There are few compelling elements in Child 44. Moments are dragged out and there is no focus given to one particular story. With three-plus story lines going on at once you can’t focus or care for one. Now, I will say there is this subplot with two children and Leo that is genuinely interesting and tear jerking, but it’s not given enough screen time. When we finally reach the “villain” (the dude killing children), we don’t care. It’s two hours in before Leo actually gets close to him and when he does, another story thread shows up to be resolved. The latter feels like it is basically screaming, “Don’t forget about me, don’t forget about me!”
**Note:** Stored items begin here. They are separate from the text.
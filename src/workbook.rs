//! XLSX workbook builder

use crate::error::{ExportError, Result, ValidationError};
use crate::models::{CellValue, ColumnSpec, Row, SheetSpec, WorkbookSpec};
use rust_xlsxwriter::{Color, Format, Workbook, Worksheet, XlsxError};
use std::collections::HashSet;

pub const XLSX_MIME: &str = "application/vnd.openxmlformats-officedocument.spreadsheetml.sheet";

const MAX_SHEET_NAME: usize = 31;
const INVALID_SHEET_CHARS: &[char] = &['[', ']', ':', '*', '?', '/', '\\'];

const MIN_COLUMN_WIDTH: f64 = 10.0;
const MAX_COLUMN_WIDTH: f64 = 50.0;
const HEADER_FILL: u32 = 0xE0E0E0;

#[derive(Debug, Clone, Copy, Default)]
pub struct TabularWorkbookBuilder;

impl TabularWorkbookBuilder {
    pub fn new() -> Self {
        Self
    }

    /// Serialize `spec` to XLSX bytes. Nothing touches the filesystem.
    pub fn build(&self, spec: &WorkbookSpec) -> Result<Vec<u8>> {
        if spec.sheets.is_empty() {
            return Err(ValidationError::EmptyWorkbook.into());
        }

        let header_format = Format::new()
            .set_bold()
            .set_background_color(Color::RGB(HEADER_FILL));

        let mut workbook = Workbook::new();
        let mut used_names = HashSet::new();
        for (index, sheet) in spec.sheets.iter().enumerate() {
            let name = sanitize_sheet_name(&sheet.name, index + 1, &mut used_names);
            let worksheet = build_sheet(sheet, &name, &header_format).map_err(xlsx_error)?;
            workbook.push_worksheet(worksheet);
        }

        workbook.save_to_buffer().map_err(xlsx_error)
    }
}

fn xlsx_error(e: XlsxError) -> ExportError {
    ExportError::serialization("xlsx", e)
}

fn build_sheet(sheet: &SheetSpec, name: &str, header_format: &Format) -> std::result::Result<Worksheet, XlsxError> {
    let mut worksheet = Worksheet::new();
    worksheet.set_name(name)?;

    for (col, column) in sheet.columns.iter().enumerate() {
        let col = col as u16;
        worksheet.write_string_with_format(0, col, &column.header, header_format)?;
        worksheet.set_column_width(col, column_width(column, &sheet.rows))?;
    }

    for (r, row) in sheet.rows.iter().enumerate() {
        let row_num = (r + 1) as u32;
        for (col, column) in sheet.columns.iter().enumerate() {
            match SheetSpec::cell(row, &column.key) {
                CellValue::Number(n) => {
                    worksheet.write_number(row_num, col as u16, *n)?;
                }
                CellValue::Text(t) => {
                    worksheet.write_string(row_num, col as u16, t)?;
                }
                CellValue::Empty => {}
            }
        }
    }

    Ok(worksheet)
}

/// Explicit width, or the longest header/cell text plus 2, kept within 10..=50
pub fn column_width(column: &ColumnSpec, rows: &[Row]) -> f64 {
    if let Some(width) = column.width {
        return width;
    }
    let longest = rows
        .iter()
        .map(|row| SheetSpec::cell(row, &column.key))
        .filter(|cell| !cell.is_empty())
        .map(|cell| cell.display_text().chars().count())
        .chain(std::iter::once(column.header.chars().count()))
        .max()
        .unwrap_or(0);
    (longest as f64 + 2.0).clamp(MIN_COLUMN_WIDTH, MAX_COLUMN_WIDTH)
}

/// Excel sheet name rules: at most 31 chars, none of `[]:*?/\`, no leading
/// or trailing apostrophe, unique within the workbook (case-insensitive).
pub fn sanitize_sheet_name(raw: &str, position: usize, used: &mut HashSet<String>) -> String {
    let cleaned: String = raw
        .chars()
        .filter(|c| !INVALID_SHEET_CHARS.contains(c) && !c.is_control())
        .collect();
    let truncated: String = cleaned.chars().take(MAX_SHEET_NAME).collect();
    let trimmed = truncated.trim().trim_matches('\'').trim();
    let base = if trimmed.is_empty() {
        format!("Sheet{}", position)
    } else {
        trimmed.to_string()
    };

    let mut candidate = base.clone();
    let mut n = 2;
    while used.contains(&candidate.to_lowercase()) {
        let suffix = format!(" ({})", n);
        let keep = MAX_SHEET_NAME - suffix.chars().count();
        candidate = format!("{}{}", base.chars().take(keep).collect::<String>(), suffix);
        n += 1;
    }
    used.insert(candidate.to_lowercase());
    candidate
}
Is there anything that saves Child 44? The opening is pretty strong. It sets the stage for a period drama better suited as a five-part BBC special. Hardy and Rapace are great, as well. They each have scenes that bring you to tears. Sadly it doesn’t matter because the story and the world are just so drab. Now you might think I mean the colour palette is drab, and it is, but it’s authentic. The USSR has never looked more convincing than it does here. This proves that the cinematography and directing is technically very good. With all that said, Child 44‘s problems still outweigh the merits.
If Child 44 is proof of one thing, it’s that a great cast doesn’t mean a great movie. Unless you are a history buff looking for a movie to delve deep into a story based on stories closely resembling life “back in the day,” avoid Child 44.